Fabulous fashion spreads open “Native America: In Translation,” a thoughtful and wide-ranging group show of nine Indigenous artists at the Museum of Contemporary Photography. Slim, sexy models wear chic clothes, posed against backdrops ranging from a tropical paradise to the white non-space of a commercial studio.

Look carefully, though, and the glossy veneer cracks. The dark-haired mannequins appear to be the same woman throughout, and her makeup goes beyond avant-garde to bizarre. That lush jungle is just a backyard with exotic animals pasted on. An ad for knee-high mod boots seems to be selling flexible notions of identity in addition to patent-leather footwear. And there are a surprising lot of traditional textiles on view, too. Vogue Latinoamérica this is not.

The series is the work of Martine Gutierrez, a queer artist of Mayan heritage who staged, styled, modeled and in every other way created these images, originally publishing them alongside dozens of others in “Indigenous Woman,” her 128-page parody of women’s fashion magazines.

Such self-presentation — of identity, but also of history, daily practices, inspiration and surroundings — is at the heart of “Native America: In Translation.” Who points the camera is key. The traveling show originated as a special issue of the legendary photography journal Aperture, copies of which serve as the MoCPS’s de facto catalog. Inside is some fascinating work unfortunately not up in the galleries, including historical community portraiture by Richard Throssel and Horace Poolaw that provides artistic precedent for the contemporary artists on view. Also missing is Syilx Nation artist Krista Belle Stewart’s immersion in the bizarre world of “Indianthusiasm,” German hobbyists who reenact Native American crafts and rituals during weeklong summer camps, and the piercingly annotated archival materials and decorated snapshots of Wendy Red Star, the Apsáalooke artist who guest edited Aperture 240 and also curated the exhibition.

Aperture had done something similar in 1995, dedicating its summer edition to Native American photographers and writers. Omaskêko Ininiwak artist Duane Linklater was impacted by the copy he had then and intervenes in it here, in the imperturbable series “ghostinthemachine.” Choice pages of the periodical are torn out, folded, sketched on and then scanned, in configurations that allow Linklater plenty of leeway. He highlights a cuttingly sage paragraph by Paul Chaat Smith and a witty self-portrait by Zig Jackson, makes his own contributions via overlaid geometric line drawings, and keeps some things neatly tucked away. Not everything can or should be revealed to everyone.

Four Polaroids from “Indian Handsigns,” an undated series by Kimowan Metchewais. Part of “Native America: In Translation” at the Museum of Contemporary Photography in Chicago organized by Aperture, curated by Wendy Red Star. (Tom Nowak)
“Molly Alexie and her children after a harvest of beach greens in Quinhagak, Alaska,” 2018,by Nalikutaar Jacqueline Cleveland, from her series “Ethnobotany.” Part of “Native America: In Translation” at the Museum of Contemporary Photography in Chicago organized by Aperture, curated by Wendy Red Star.

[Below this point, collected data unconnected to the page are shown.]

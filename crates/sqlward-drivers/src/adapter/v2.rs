//! Adapter over the session-scoped single-service protocol.
//!
//! One subprocess backs every open session of a V2 plugin. Before any
//! dispatch the adapter checks, under the process mutex, whether that
//! subprocess has exited; if so it launches a replacement and re-handshakes
//! exactly once. The mutex makes the exited-check/respawn sequence atomic,
//! so two concurrent callers cannot race into a duplicate respawn. A
//! respawn bumps the process generation: sessions minted against an earlier
//! generation fail deterministically instead of being silently resumed on a
//! plugin that has never heard of them.

use std::sync::{Arc, Mutex};

use tracing::{debug, info, warn};

use sqlward_types::{
    AuditResults, DriverConfig, DriverMetas, EstimatedAffectRows, ExecResult, ExplainResult,
    I18nStr, Node, OptionalModule, QueryResult, TableMetaItem,
};
use sqlward_wire::{Empty, ServiceClient, WireError, handshake, v2};

use super::ADAPTER_TARGET;
use crate::error::DriverError;
use crate::facade::Driver;
use crate::process::{Launcher, PluginProcess};

struct ProcessSlot {
    process: PluginProcess,
    generation: u64,
}

/// The mutex-guarded subprocess handle shared by all open sessions.
struct SharedProcess {
    plugin: String,
    launcher: Arc<dyn Launcher>,
    slot: Mutex<ProcessSlot>,
}

impl SharedProcess {
    /// Returns a service client on a live process, respawning once if the
    /// current process has exited.
    fn ensure_process(&self) -> Result<(ServiceClient, u64), DriverError> {
        let mut slot = self
            .slot
            .lock()
            .unwrap_or_else(|poison| poison.into_inner());

        if slot.process.has_exited() {
            info!(
                target: ADAPTER_TARGET,
                plugin = %self.plugin,
                "plugin process exited, restarting it"
            );
            let mut replacement =
                self.launcher
                    .launch()
                    .map_err(|err| DriverError::Reconnect {
                        plugin: self.plugin.clone(),
                        message: err.to_string(),
                    })?;
            if replacement.version() != handshake::PROTOCOL_V2 {
                let version = replacement.version();
                replacement.kill();
                return Err(DriverError::Reconnect {
                    plugin: self.plugin.clone(),
                    message: format!("replacement negotiated protocol version {version}"),
                });
            }
            slot.process.kill();
            slot.process = replacement;
            slot.generation += 1;
            info!(
                target: ADAPTER_TARGET,
                plugin = %self.plugin,
                generation = slot.generation,
                "plugin restart succeeded"
            );
        }

        Ok((
            slot.process.conn().client(v2::SERVICE_DRIVER),
            slot.generation,
        ))
    }

    fn kill(&self) {
        let mut slot = self
            .slot
            .lock()
            .unwrap_or_else(|poison| poison.into_inner());
        slot.process.kill();
    }
}

/// Adapter for one registered V2 plugin.
pub struct AdapterV2 {
    shared: Arc<SharedProcess>,
    metas: DriverMetas,
}

impl AdapterV2 {
    /// Captures the plugin's declared capabilities and keeps the
    /// negotiated process as the shared handle for all future sessions.
    ///
    /// # Errors
    ///
    /// Returns a [`DriverError`] when the process negotiated the wrong
    /// version or the metadata call fails.
    pub fn register(
        launcher: Arc<dyn Launcher>,
        mut process: PluginProcess,
    ) -> Result<Self, DriverError> {
        if process.version() != handshake::PROTOCOL_V2 {
            let version = process.version();
            process.kill();
            return Err(DriverError::UnsupportedProtocol {
                plugin: launcher.describe(),
                version,
            });
        }

        let driver = process.conn().client(v2::SERVICE_DRIVER);
        let reply: v2::MetasReply = match driver.call(v2::METHOD_METAS, &Empty {}) {
            Ok(reply) => reply,
            Err(err) => {
                process.kill();
                return Err(err.into());
            }
        };
        let metas = reply.into_metas();
        debug!(
            target: ADAPTER_TARGET,
            plugin = %metas.plugin_name(),
            rules = metas.rules().len(),
            modules = metas.enabled_optional_modules().len(),
            "plugin capabilities declared"
        );

        let shared = Arc::new(SharedProcess {
            plugin: metas.plugin_name().to_owned(),
            launcher,
            slot: Mutex::new(ProcessSlot {
                process,
                generation: 0,
            }),
        });
        Ok(Self { shared, metas })
    }

    /// Returns the capability descriptor captured at registration.
    #[must_use]
    pub const fn metas(&self) -> &DriverMetas {
        &self.metas
    }

    /// Binds a fresh session on the shared process.
    ///
    /// # Errors
    ///
    /// Returns a [`DriverError`] when the process cannot be revived or the
    /// init call fails.
    pub fn open(&self, config: &DriverConfig) -> Result<Box<dyn Driver>, DriverError> {
        let (client, generation) = self.shared.ensure_process()?;
        let init = v2::InitRequest {
            dsn: config.dsn.clone(),
            rules: config.rules.iter().map(v2::RuleSpec::from_rule).collect(),
        };
        let reply: v2::InitReply = client.call(v2::METHOD_INIT, &init)?;
        debug!(
            target: ADAPTER_TARGET,
            plugin = %self.metas.plugin_name(),
            session = %reply.session.id,
            "session opened"
        );
        Ok(Box::new(DriverV2 {
            shared: Arc::clone(&self.shared),
            metas: self.metas.clone(),
            session: reply.session,
            generation,
        }))
    }

    /// Kills the shared process. Idempotent.
    pub fn stop(&self) {
        self.shared.kill();
    }
}

impl std::fmt::Debug for AdapterV2 {
    fn fmt(&self, f: &mut std::fmt::Formatter<'_>) -> std::fmt::Result {
        f.debug_struct("AdapterV2")
            .field("plugin", &self.metas.plugin_name())
            .finish_non_exhaustive()
    }
}

/// One session-scoped facade over the shared V2 process.
struct DriverV2 {
    shared: Arc<SharedProcess>,
    metas: DriverMetas,
    session: v2::Session,
    generation: u64,
}

impl DriverV2 {
    /// Resolves a live client, failing deterministically when this
    /// session's process generation has been replaced.
    fn client(&self) -> Result<ServiceClient, DriverError> {
        let (client, generation) = self.shared.ensure_process()?;
        if generation != self.generation {
            return Err(DriverError::SessionReset {
                plugin: self.metas.plugin_name().to_owned(),
            });
        }
        Ok(client)
    }

    fn require_module(&self, module: OptionalModule) -> Result<(), DriverError> {
        if self.metas.is_optional_module_enabled(module) {
            Ok(())
        } else {
            Err(DriverError::ModuleNotImplemented {
                plugin: self.metas.plugin_name().to_owned(),
                module,
            })
        }
    }

    fn session_request(&self) -> v2::SessionRequest {
        v2::SessionRequest {
            session: self.session.clone(),
        }
    }

    fn sql_request(&self, sql: &str) -> v2::SqlRequest {
        v2::SqlRequest {
            session: self.session.clone(),
            sql: sql.to_owned(),
        }
    }

    fn batch_request(&self, sqls: &[String]) -> v2::SqlBatchRequest {
        v2::SqlBatchRequest {
            session: self.session.clone(),
            sqls: sqls.to_vec(),
        }
    }

    fn call<P, T>(&self, method: &str, params: &P) -> Result<T, DriverError>
    where
        P: serde::Serialize,
        T: serde::de::DeserializeOwned,
    {
        let client = self.client()?;
        client.call(method, params).map_err(DriverError::from)
    }

    fn get_table_meta(&self, table: &sqlward_types::Table) -> Result<sqlward_types::TableMeta, DriverError> {
        let reply: v2::GetTableMetaReply = self.call(
            v2::METHOD_GET_TABLE_META,
            &v2::GetTableMetaRequest {
                session: self.session.clone(),
                table: table.clone(),
            },
        )?;
        Ok(reply.meta)
    }

    fn extract_table_from_sql(
        &self,
        sql: &str,
    ) -> Result<Vec<sqlward_types::Table>, DriverError> {
        let reply: v2::ExtractTableReply =
            self.call(v2::METHOD_EXTRACT_TABLE_FROM_SQL, &self.sql_request(sql))?;
        Ok(reply.tables)
    }
}

impl Driver for DriverV2 {
    fn close(&mut self) {
        // Best effort: after a crash or respawn there is nothing left to
        // close on the plugin side, and that must not surface as a failure.
        let client = match self.client() {
            Ok(client) => client,
            Err(err) => {
                debug!(
                    target: ADAPTER_TARGET,
                    plugin = %self.metas.plugin_name(),
                    session = %self.session.id,
                    error = %err,
                    "close skipped, process no longer serves this session"
                );
                return;
            }
        };
        match client.call::<_, Empty>(v2::METHOD_CLOSE, &self.session_request()) {
            Ok(Empty {}) => {}
            Err(WireError::Remote { ref message, .. }) => {
                debug!(
                    target: ADAPTER_TARGET,
                    plugin = %self.metas.plugin_name(),
                    session = %self.session.id,
                    message = %message,
                    "plugin rejected close"
                );
            }
            Err(err) => {
                warn!(
                    target: ADAPTER_TARGET,
                    plugin = %self.metas.plugin_name(),
                    session = %self.session.id,
                    error = %err,
                    "close call failed"
                );
            }
        }
    }

    fn parse(&self, sql: &str) -> Result<Vec<Node>, DriverError> {
        let reply: v2::ParseReply = self.call(v2::METHOD_PARSE, &self.sql_request(sql))?;
        Ok(reply.nodes)
    }

    fn audit(&self, sqls: &[String]) -> Result<Vec<AuditResults>, DriverError> {
        // One batch call: the plugin sees the whole batch, in order, so its
        // rule handlers can look ahead at later statements.
        let reply: v2::AuditReply = self.call(v2::METHOD_AUDIT, &self.batch_request(sqls))?;
        Ok(reply
            .results
            .into_iter()
            .map(v2::AuditResultsSpec::into_results)
            .collect())
    }

    fn gen_rollback_sql(&self, sql: &str) -> Result<(String, I18nStr), DriverError> {
        self.require_module(OptionalModule::GenRollbackSql)?;
        let reply: v2::RollbackReply =
            self.call(v2::METHOD_GEN_ROLLBACK_SQL, &self.sql_request(sql))?;
        Ok((reply.sql, reply.reason))
    }

    fn ping(&self) -> Result<(), DriverError> {
        let _: Empty = self.call(v2::METHOD_PING, &self.session_request())?;
        Ok(())
    }

    fn exec(&self, sql: &str) -> Result<ExecResult, DriverError> {
        let reply: v2::ExecReply = self.call(v2::METHOD_EXEC, &self.sql_request(sql))?;
        Ok(reply.result)
    }

    fn exec_batch(&self, sqls: &[String]) -> Result<Vec<ExecResult>, DriverError> {
        self.require_module(OptionalModule::ExecBatch)?;
        let reply: v2::ExecBatchReply =
            self.call(v2::METHOD_EXEC_BATCH, &self.batch_request(sqls))?;
        Ok(reply.results)
    }

    fn tx(&self, sqls: &[String]) -> Result<Vec<ExecResult>, DriverError> {
        let reply: v2::ExecBatchReply = self.call(v2::METHOD_TX, &self.batch_request(sqls))?;
        Ok(reply.results)
    }

    fn query(&self, sql: &str, timeout_seconds: u32) -> Result<QueryResult, DriverError> {
        self.require_module(OptionalModule::Query)?;
        let reply: v2::QueryReply = self.call(
            v2::METHOD_QUERY,
            &v2::QueryRequest {
                session: self.session.clone(),
                sql: sql.to_owned(),
                timeout_seconds,
            },
        )?;
        Ok(reply.result)
    }

    fn explain(&self, sql: &str) -> Result<ExplainResult, DriverError> {
        self.require_module(OptionalModule::Explain)?;
        let reply: v2::ExplainReply = self.call(v2::METHOD_EXPLAIN, &self.sql_request(sql))?;
        Ok(reply.result)
    }

    fn schemas(&self) -> Result<Vec<String>, DriverError> {
        let reply: v2::GetDatabasesReply =
            self.call(v2::METHOD_GET_DATABASES, &self.session_request())?;
        Ok(reply.databases)
    }

    fn get_table_meta_by_sql(&self, sql: &str) -> Result<Vec<TableMetaItem>, DriverError> {
        // Composed under V2: extract the referenced tables, then describe
        // each one.
        self.require_module(OptionalModule::ExtractTableFromSql)?;
        self.require_module(OptionalModule::GetTableMeta)?;
        let tables = self.extract_table_from_sql(sql)?;
        let mut items = Vec::with_capacity(tables.len());
        for table in tables {
            let meta = self.get_table_meta(&table)?;
            items.push(TableMetaItem { table, meta });
        }
        Ok(items)
    }

    fn estimate_sql_affect_rows(&self, sql: &str) -> Result<EstimatedAffectRows, DriverError> {
        self.require_module(OptionalModule::EstimateSqlAffectRows)?;
        let reply: v2::EstimateReply =
            self.call(v2::METHOD_ESTIMATE_SQL_AFFECT_ROWS, &self.sql_request(sql))?;
        Ok(reply.result)
    }

    fn kill_process(&self) -> Result<(), DriverError> {
        self.require_module(OptionalModule::KillProcess)?;
        let reply: v2::KillProcessReply =
            self.call(v2::METHOD_KILL_PROCESS, &self.session_request())?;
        if reply.err_message.is_empty() {
            Ok(())
        } else {
            Err(DriverError::Wire(WireError::Remote {
                code: sqlward_wire::CODE_INTERNAL,
                message: reply.err_message,
            }))
        }
    }
}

Nalikutaar Jacqueline Cleveland, an Alaskan native of Yup’ik descent, addresses an extension of this question — how and for whom to photograph the people, places and practices of a community — in her 2019 series, “Ethnobotany Project.” She notes that the intended audience for this work, which forms part of a study funded by the National Science Foundation about variations in diet among Native communities on either side of the Bering Strait and the impact of climate change on their foraging traditions, are local people and students in the field. A small selection of Cleveland’s images shows what might matter to them: a blackberry specimen, labeled in Yup’ik; a 90-year-old elder of Toksook Bay, at home in her qaspeq tunic, bulk cases of Cup Noodles ramen stacked nearby; a mom and her two kids foraging for wild beach greens in Quinhagak; the breathtaking vista and modest structures of Umkumiut, a seasonal hunting and fishing camp. Between the lines of these documentary pictures can be read a text about survival, resistance and negotiation — of traditional language, dress and subsistence practices that continue today, as part of contemporary lives.

Somewhere between documentary and performance stands three immensely powerful images by Rebecca Belmore, a Lac Seul First Nation artist celebrated since the 1990s for artworks orchestrated both for live audiences and for the camera. In “nindinawemaganidog (all of my relations),” she restages key moments from her repertoire, creating striking portraits linked to the lives of Native women real and mythical. “Matriarch” sits with her back to the viewer, face in profile, black hair tumbling down a cloak of blood-red roses hemmed with brown fur. In “keeper,” a woman intently washes the floor with a clay-soaked rag; it stains her garments and becomes the cracked ground on which she kneels. Stories can’t help but attach themselves to these women, stories that recognize their strength, their labor, their centrality and their pain.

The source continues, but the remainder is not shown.